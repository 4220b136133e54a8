//! Application configuration loaded from environment variables.

use std::env;

use newsx_infra::database::{DEFAULT_DATABASE_NAME, DatabaseConfig};

/// Port used when `PORT` is unset or unparsable.
pub const DEFAULT_PORT: u16 = 3000;

/// Application configuration.
#[derive(Debug, Clone)]
pub struct AppConfig {
    pub host: String,
    pub port: u16,
    pub database: Option<DatabaseConfig>,
}

impl AppConfig {
    /// Load configuration from environment variables.
    pub fn from_env() -> Self {
        Self::from_lookup(|key| env::var(key).ok())
    }

    /// Build the configuration from any key lookup.
    ///
    /// `MONGODB_URI` wins over `DB_HOST`; without either the server runs on
    /// the in-memory store.
    pub fn from_lookup(lookup: impl Fn(&str) -> Option<String>) -> Self {
        let non_empty = |key: &str| lookup(key).filter(|v| !v.trim().is_empty());

        let uri = non_empty("MONGODB_URI").or_else(|| {
            non_empty("DB_HOST")
                .map(|host| format!("mongodb+srv://{host}/?retryWrites=true&w=majority"))
        });

        let database = uri.map(|uri| DatabaseConfig {
            uri,
            username: non_empty("DB_USER"),
            password: non_empty("DB_PASS"),
            database: non_empty("DB_NAME").unwrap_or_else(|| DEFAULT_DATABASE_NAME.to_string()),
            app_name: non_empty("DB_APP_NAME").or_else(|| Some("newsx-api".to_string())),
        });

        Self {
            host: non_empty("HOST").unwrap_or_else(|| "127.0.0.1".to_string()),
            port: non_empty("PORT")
                .and_then(|p| p.trim().parse().ok())
                .unwrap_or(DEFAULT_PORT),
            database,
        }
    }
}

#[cfg(test)]
mod tests {
    use std::collections::HashMap;

    use super::*;

    fn config(vars: &[(&str, &str)]) -> AppConfig {
        let vars: HashMap<String, String> = vars
            .iter()
            .map(|(k, v)| (k.to_string(), v.to_string()))
            .collect();
        AppConfig::from_lookup(|key| vars.get(key).cloned())
    }

    #[test]
    fn defaults_without_environment() {
        let config = config(&[]);

        assert_eq!(config.host, "127.0.0.1");
        assert_eq!(config.port, DEFAULT_PORT);
        assert!(config.database.is_none());
    }

    #[test]
    fn invalid_port_falls_back_to_default() {
        assert_eq!(config(&[("PORT", "eighty")]).port, DEFAULT_PORT);
        assert_eq!(config(&[("PORT", "8081")]).port, 8081);
    }

    #[test]
    fn cluster_host_and_credentials_build_database_config() {
        let config = config(&[
            ("DB_HOST", "cluster0.example.net"),
            ("DB_USER", "newsx"),
            ("DB_PASS", "p@ss:word"),
        ]);

        let database = config.database.unwrap();
        assert_eq!(
            database.uri,
            "mongodb+srv://cluster0.example.net/?retryWrites=true&w=majority"
        );
        assert_eq!(database.username.as_deref(), Some("newsx"));
        assert_eq!(database.password.as_deref(), Some("p@ss:word"));
        assert_eq!(database.database, "newsxDB");
    }

    #[test]
    fn explicit_uri_takes_precedence() {
        let config = config(&[
            ("MONGODB_URI", "mongodb://localhost:27017"),
            ("DB_HOST", "cluster0.example.net"),
            ("DB_NAME", "staging"),
        ]);

        let database = config.database.unwrap();
        assert_eq!(database.uri, "mongodb://localhost:27017");
        assert_eq!(database.database, "staging");
        assert!(database.username.is_none());
    }

    #[test]
    fn password_is_redacted_in_debug_output() {
        let config = config(&[("MONGODB_URI", "mongodb://db"), ("DB_PASS", "hunter2")]);

        assert!(!format!("{config:?}").contains("hunter2"));
    }
}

▶ **Assigned task**:
Counting only lines of the data above that hold "DatabaseConfig", report the total and nothing else.

▶ **Answer to this task**:
3